▸ **Entries provided**:
//! Command-line front end for the pdfprobe scanner.
//!
//! Scans a single PDF or every PDF below a directory and prints one report
//! per file on stdout. Logs go to stderr and are controlled by `RUST_LOG`.

use anyhow::{bail, Context};
use clap::Parser;
use colored::Colorize;
use pdfprobe::{
    CancelToken, PdfScanner, ReportFormat, Reporter, ReporterConfig, ScanConfig, ScanSummary,
};
use std::io::{self, BufRead, Write};
use std::path::PathBuf;
use std::process::exit;
use std::time::Duration;
use tracing_subscriber::EnvFilter;

const EXIT_CLEAN: i32 = 0;
const EXIT_FAILURE: i32 = 1;
const EXIT_CONCERNS: i32 = 2;

#[derive(Parser, Debug)]
#[command(
    name = "pdfprobe",
    version,
    about = "Scan PDF files for malicious content, structural corruption and hidden data"
)]
struct Cli {
    /// PDF file or directory to scan. Prompted for when omitted.
    path: Option<PathBuf>,

    /// Print one JSON document per file instead of the text report
    #[arg(long)]
    json: bool,

    /// Disable colored output
    #[arg(long)]
    no_color: bool,

    /// Show every text span and full tool output
    #[arg(short, long)]
    verbose: bool,

    /// Structural checker program
    #[arg(long, value_name = "PROG", default_value = "qpdf")]
    qpdf: PathBuf,

    /// Signature listing program
    #[arg(long, value_name = "PROG", default_value = "pdfsig")]
    pdfsig: PathBuf,

    /// Seconds an external tool may run before it is killed (0 = no limit)
    #[arg(long, value_name = "SECS", default_value_t = 60)]
    timeout: u64,

    /// Visit directory entries in file-system order instead of by name
    #[arg(long)]
    no_sort: bool,
}

fn main() {
    let env_filter = EnvFilter::try_from_default_env().unwrap_or_else(|_| EnvFilter::new("warn"));
    tracing_subscriber::fmt()
        .with_env_filter(env_filter)
        .with_writer(io::stderr)
        .init();

    let cli = Cli::parse();

    if cli.no_color {
        colored::control::set_override(false);
    }

    match run(cli) {
        Ok(summary) if summary.files_with_concerns > 0 => exit(EXIT_CONCERNS),
        Ok(_) => exit(EXIT_CLEAN),
        Err(e) => {
            eprintln!("{} {:#}", "Error:".red().bold(), e);
            exit(EXIT_FAILURE);
        }
    }
}

fn run(cli: Cli) -> anyhow::Result<ScanSummary> {
    let path = match cli.path {
        Some(path) => path,
        None => prompt_for_path()?,
    };

    let config = ScanConfig {
        qpdf_program: cli.qpdf,
        pdfsig_program: cli.pdfsig,
        tool_timeout: (cli.timeout > 0).then(|| Duration::from_secs(cli.timeout)),
        sort_entries: !cli.no_sort,
    };

    let cancel = CancelToken::new();
    let handler_token = cancel.clone();
    ctrlc::set_handler(move || {
        if handler_token.is_cancelled() {
            // Second Ctrl+C: stop waiting for the current file.
            exit(130);
        }
        eprintln!(
            "\n{} Received Ctrl+C, finishing the current file...",
            "⚠️".yellow()
        );
        handler_token.cancel();
    })
    .context("failed to install the Ctrl+C handler")?;

    let scanner = PdfScanner::new(config).with_cancel_token(cancel);
    let reporter = Reporter::new(ReporterConfig {
        format: if cli.json {
            ReportFormat::Json
        } else {
            ReportFormat::Text
        },
        color: !cli.no_color,
        verbose: cli.verbose,
    });

    let stdout = io::stdout();
    let mut render_error = None;
    let summary = scanner.run(&path, |set| {
        if render_error.is_some() {
            return;
        }
        let mut out = stdout.lock();
        if let Err(e) = reporter.render(&set, &mut out).and_then(|_| out.flush()) {
            render_error = Some(e);
        }
    })?;

    if let Some(e) = render_error {
        return Err(e).context("failed to write the report");
    }

    if !cli.json {
        eprintln!(
            "{} file(s) scanned, {} with suspicious findings{}",
            summary.files_scanned,
            summary.files_with_concerns,
            if summary.cancelled { " (cancelled)" } else { "" }
        );
    }

    Ok(summary)
}

fn prompt_for_path() -> anyhow::Result<PathBuf> {
    print!("Enter the path to a PDF file or a directory: ");
    io::stdout().flush()?;

    let mut line = String::new();
    io::stdin()
        .lock()
        .read_line(&mut line)
        .context("failed to read the path from stdin")?;

    let line = line.trim();
    if line.is_empty() {
        bail!("no path given");
    }
    Ok(PathBuf::from(line))
}
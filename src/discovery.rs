use std::path::{Path, PathBuf};
use tracing::warn;
use walkdir::WalkDir;

/// `true` when the file name ends with `.pdf`, ignoring case.
///
/// ```
/// assert!(pdfprobe::is_pdf_name("reports/Q3.PDF".as_ref()));
/// assert!(!pdfprobe::is_pdf_name("notes.pdf.txt".as_ref()));
/// ```
pub fn is_pdf_name(path: &Path) -> bool {
    path.file_name()
        .map(|name| name.to_string_lossy().to_ascii_lowercase().ends_with(".pdf"))
        .unwrap_or(false)
}

/// Every regular file below `root`, at any depth, whose name ends in `.pdf`.
///
/// With `sorted` the entries of each directory are visited in file-name
/// order; otherwise in whatever order the file system yields them. Entries
/// that cannot be read are logged and skipped.
pub fn pdf_files_under(root: &Path, sorted: bool) -> impl Iterator<Item = PathBuf> {
    let walker = if sorted {
        WalkDir::new(root).sort_by_file_name()
    } else {
        WalkDir::new(root)
    };

    walker.into_iter().filter_map(|entry| match entry {
        // `Path::is_file` follows symlinks, so linked PDFs are scanned too.
        Ok(entry) if is_pdf_name(entry.path()) && entry.path().is_file() => {
            Some(entry.into_path())
        }
        Ok(_) => None,
        Err(e) => {
            warn!(error = %e, "skipping unreadable directory entry");
            None
        }
    })
}
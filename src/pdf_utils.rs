//! Shared lopdf helpers used by the analyzers that open the document model.

use lopdf::{Dictionary, Document, Object};

/// Follow `value` through one indirect reference, if it is one.
pub fn resolve<'a>(document: &'a Document, value: &'a Object) -> Option<&'a Object> {
    match value {
        Object::Reference(id) => document.get_object(*id).ok(),
        other => Some(other),
    }
}

/// Resolve a value that might be an inline dictionary or a reference to one.
pub fn resolve_dict<'a>(document: &'a Document, value: &'a Object) -> Option<&'a Dictionary> {
    match resolve(document, value)? {
        Object::Dictionary(dict) => Some(dict),
        Object::Stream(stream) => Some(&stream.dict),
        _ => None,
    }
}

/// Look up `key` in `dict` and resolve the result to a dictionary.
pub fn dict_entry<'a>(
    document: &'a Document,
    dict: &'a Dictionary,
    key: &[u8],
) -> Option<&'a Dictionary> {
    resolve_dict(document, dict.get(key).ok()?)
}

/// Read a name entry such as `/Subtype /Image` as a `String`.
pub fn name_of(dict: &Dictionary, key: &[u8]) -> Option<String> {
    dict.get(key)
        .ok()
        .and_then(|v| v.as_name().ok())
        .map(|n| String::from_utf8_lossy(n).into_owned())
}

/// Decode a PDF text string: UTF-16BE when it carries a byte order mark,
/// UTF-8 when valid, Latin-1 otherwise.
pub fn decode_text_string(bytes: &[u8]) -> String {
    if bytes.len() >= 2 && bytes[0] == 0xFE && bytes[1] == 0xFF {
        let units: Vec<u16> = bytes[2..]
            .chunks_exact(2)
            .map(|c| u16::from_be_bytes([c[0], c[1]]))
            .collect();
        return String::from_utf16_lossy(&units);
    }
    match std::str::from_utf8(bytes) {
        Ok(s) => s.to_owned(),
        Err(_) => bytes.iter().map(|&b| b as char).collect(),
    }
}

/// Render any object as short human-readable text. References are shown
/// in `N G R` form rather than followed.
pub fn render_object(object: &Object) -> String {
    match object {
        Object::Null => "null".into(),
        Object::Boolean(b) => b.to_string(),
        Object::Integer(i) => i.to_string(),
        Object::Real(r) => r.to_string(),
        Object::Name(n) => format!("/{}", String::from_utf8_lossy(n)),
        Object::String(bytes, _) => decode_text_string(bytes),
        Object::Array(items) => {
            let inner: Vec<String> = items.iter().map(render_object).collect();
            format!("[{}]", inner.join(" "))
        }
        Object::Dictionary(dict) => format!("<<{} entries>>", dict.len()),
        Object::Stream(stream) => format!("<<stream, {} bytes>>", stream.content.len()),
        Object::Reference((num, gen)) => format!("{num} {gen} R"),
    }
}

#[cfg(test)]
mod tests {
    use super::*;

    #[test]
    fn utf16_text_string_is_decoded() {
        let bytes = [0xFE, 0xFF, 0x00, b'H', 0x00, b'i'];
        assert_eq!(decode_text_string(&bytes), "Hi");
    }

    #[test]
    fn latin1_fallback_keeps_every_byte() {
        assert_eq!(decode_text_string(&[b'c', 0xE9]), "c\u{e9}");
    }

    #[test]
    fn references_render_without_being_followed() {
        assert_eq!(render_object(&Object::Reference((12, 0))), "12 0 R");
        assert_eq!(render_object(&Object::Name(b"Image".to_vec())), "/Image");
    }
}
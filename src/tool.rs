use crate::AnalyzerError;
use std::ffi::OsStr;
use std::io::Read;
use std::path::{Path, PathBuf};
use std::process::{Child, Command, Stdio};
use std::thread::{self, JoinHandle};
use std::time::{Duration, Instant};
use tracing::debug;

const POLL_INTERVAL: Duration = Duration::from_millis(20);

/// Captured result of one external tool invocation.
#[derive(Debug, Clone, PartialEq, Eq)]
pub struct ToolOutput {
    /// Exit code, or `None` when the process was ended by a signal.
    pub exit_code: Option<i32>,
    pub stdout: String,
    pub stderr: String,
}

impl ToolOutput {
    pub fn success(&self) -> bool {
        self.exit_code == Some(0)
    }
}

// ── ExternalTool ──────────────────────────────────────────────────────────────

/// A program run as an isolated child process with an optional timeout.
///
/// ```no_run
/// use pdfprobe::ExternalTool;
/// use std::time::Duration;
///
/// let qpdf = ExternalTool::new("qpdf", Some(Duration::from_secs(30)));
/// let out = qpdf.run(["--check", "invoice.pdf"]).unwrap();
/// println!("exit code {:?}", out.exit_code);
/// ```
#[derive(Debug, Clone)]
pub struct ExternalTool {
    program: PathBuf,
    timeout: Option<Duration>,
}

impl ExternalTool {
    pub fn new<P: Into<PathBuf>>(program: P, timeout: Option<Duration>) -> Self {
        Self {
            program: program.into(),
            timeout,
        }
    }

    pub fn program(&self) -> &Path {
        &self.program
    }

    /// Display name used in error messages, e.g. `"qpdf"`.
    pub fn name(&self) -> String {
        self.program
            .file_name()
            .map(|n| n.to_string_lossy().into_owned())
            .unwrap_or_else(|| self.program.display().to_string())
    }

    /// Run the tool with `args`, wait for it, and capture its output.
    ///
    /// A program that cannot be found yields [`AnalyzerError::ToolUnavailable`];
    /// one that outlives the timeout is killed and yields
    /// [`AnalyzerError::ToolTimeout`].
    pub fn run<I, S>(&self, args: I) -> Result<ToolOutput, AnalyzerError>
    where
        I: IntoIterator<Item = S>,
        S: AsRef<OsStr>,
    {
        debug!(program = %self.program.display(), "spawning external tool");

        let mut child = Command::new(&self.program)
            .args(args)
            .stdin(Stdio::null())
            .stdout(Stdio::piped())
            .stderr(Stdio::piped())
            .spawn()
            .map_err(|e| self.spawn_error(e))?;

        // Drain both pipes on their own threads so a tool that writes more
        // than the pipe buffer cannot block our wait.
        let stdout = drain(child.stdout.take());
        let stderr = drain(child.stderr.take());

        let status = match self.timeout {
            None => child.wait().map_err(|e| self.execution_error(e))?,
            Some(limit) => self.wait_with_timeout(&mut child, limit)?,
        };

        Ok(ToolOutput {
            exit_code: status.code(),
            stdout: join(stdout),
            stderr: join(stderr),
        })
    }

    fn wait_with_timeout(
        &self,
        child: &mut Child,
        limit: Duration,
    ) -> Result<std::process::ExitStatus, AnalyzerError> {
        let started = Instant::now();
        loop {
            if let Some(status) = child.try_wait().map_err(|e| self.execution_error(e))? {
                return Ok(status);
            }
            if started.elapsed() >= limit {
                let _ = child.kill();
                let _ = child.wait();
                return Err(AnalyzerError::ToolTimeout {
                    tool: self.name(),
                    timeout_secs: whole_seconds(limit),
                });
            }
            thread::sleep(POLL_INTERVAL);
        }
    }

    fn spawn_error(&self, e: std::io::Error) -> AnalyzerError {
        if e.kind() == std::io::ErrorKind::NotFound {
            AnalyzerError::ToolUnavailable { tool: self.name() }
        } else {
            self.execution_error(e)
        }
    }

    fn execution_error(&self, e: std::io::Error) -> AnalyzerError {
        AnalyzerError::ToolExecution {
            tool: self.name(),
            reason: e.to_string(),
        }
    }
}

fn drain<R: Read + Send + 'static>(pipe: Option<R>) -> Option<JoinHandle<String>> {
    pipe.map(|mut reader| {
        thread::spawn(move || {
            let mut buf = Vec::new();
            let _ = reader.read_to_end(&mut buf);
            String::from_utf8_lossy(&buf).into_owned()
        })
    })
}

fn join(handle: Option<JoinHandle<String>>) -> String {
    handle
        .and_then(|h| h.join().ok())
        .unwrap_or_default()
}

/// Round up so a sub-second limit is never reported as zero.
fn whole_seconds(limit: Duration) -> u64 {
    limit.as_secs() + u64::from(limit.subsec_nanos() > 0)
}

#[cfg(test)]
mod tests {
    use super::*;

    #[test]
    fn missing_program_is_unavailable() {
        let tool = ExternalTool::new("pdfprobe-no-such-tool-4711", None);
        let err = tool.run(["--check", "x.pdf"]).unwrap_err();
        assert_eq!(
            err,
            AnalyzerError::ToolUnavailable {
                tool: "pdfprobe-no-such-tool-4711".into()
            }
        );
    }

    #[cfg(unix)]
    #[test]
    fn exit_code_and_streams_are_captured() {
        let tool = ExternalTool::new("sh", Some(Duration::from_secs(10)));
        let out = tool
            .run(["-c", "echo out; echo err >&2; exit 3"])
            .unwrap();
        assert_eq!(out.exit_code, Some(3));
        assert!(!out.success());
        assert_eq!(out.stdout.trim(), "out");
        assert_eq!(out.stderr.trim(), "err");
    }

    #[cfg(unix)]
    #[test]
    fn slow_program_is_killed_at_timeout() {
        let tool = ExternalTool::new("sleep", Some(Duration::from_millis(100)));
        let err = tool.run(["5"]).unwrap_err();
        assert!(matches!(
            err,
            AnalyzerError::ToolTimeout { ref tool, timeout_secs: 1 } if tool == "sleep"
        ));
    }

    #[test]
    fn timeout_is_reported_in_whole_seconds_rounded_up() {
        assert_eq!(whole_seconds(Duration::from_millis(100)), 1);
        assert_eq!(whole_seconds(Duration::from_secs(60)), 60);
        assert_eq!(whole_seconds(Duration::from_millis(60_001)), 61);
        assert_eq!(whole_seconds(Duration::ZERO), 0);
    }
}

▸ **Task details**:
Nothing is wanted except the number of lines in the entries above that include the word "CancelToken".

▸ **Solution for this task**:
2